The Debtors opposition to the Motion sought to enjoin the occurrence of a shareholder meeting based on the clear abuse exception.  The Debtors asserted that Brooks, whose family holds approximately a 25% interest in SSBA, sought to compel the shareholder annual meeting in order to elect a new board of directors to reevaluate or abandon a global settlement (the “Proposed Settlement”) currently before the Court.  The Proposed Settlement is incorporated in a plan and proposes to (i) provide the Debtors with an exit strategy, (ii) resolve a variety of litigation matters, (iii) resolve competing claims to approximately $180 million of restrained assets; and (iv) provide for an interest-free $20 million loan to the Debtors to fund a chapter 11 plan that the creditors’ committee has agreed to co-sponsor.

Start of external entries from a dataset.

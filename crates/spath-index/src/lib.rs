//! spath Index - search files across an ordered list of directories
//!
//! Directories are searched in the order they were added, so earlier
//! directories shadow later ones. An index can optionally keep every
//! name it can resolve in memory; that cache is kept current by
//! filesystem change events instead of being checked on each lookup,
//! so a cached index may lag briefly behind files being added or removed.
//!
//! # Example
//!
//! ```no_run
//! use spath_index::SearchIndex;
//!
//! let index = SearchIndex::new("/srv/www", false);
//! index.add("/srv/shared").unwrap();
//!
//! if let Some(hit) = index.search("docs", &["index.html"]) {
//!     println!("{} (dir: {})", hit.path.display(), hit.is_dir);
//! }
//! ```

mod index;
mod registry;
mod sync;

pub use index::{SearchHit, SearchIndex};
pub use registry::{get, reset_instances, search, search_with_cache, Registry};
pub use spath_core::{Result, SpathError};
pub use spath_watcher::{ChangeNotifier, FileChange, WatchError, WatchId};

While the Court recognized that there was an argument to be made that clear abuse may be present in this case, the Debtors opposition to the Motion seeking an injunction was procedurally improper, rendering the Court unable to address the requested injunction.  The Court noted that if the Debtors present a motion for injunction based on the clear abuse standard, in the context of an adversary proceeding as required pursuant to Rule 7001(7) of the Federal Ruled of Bankruptcy Procedure, the Court might enjoin the meeting or the implementation of the results of such meeting upon a showing of “clear abuse.”

A copy of the Court’s opinion is available here.




1 Manville Corp. v. Equity Security Holders Committee (In re Johns-Manville Corp.), 801 F.2d 60, 63 (2d Cir. 1986) (“Johns-Manville”); Official Bondholder Committee v. Chase Manhatten [sic] Bank (In re Marvel Entm't Grp., Inc.), 209 B.R. 832 (D. Del. 1997) (“Marvel Entertainment”).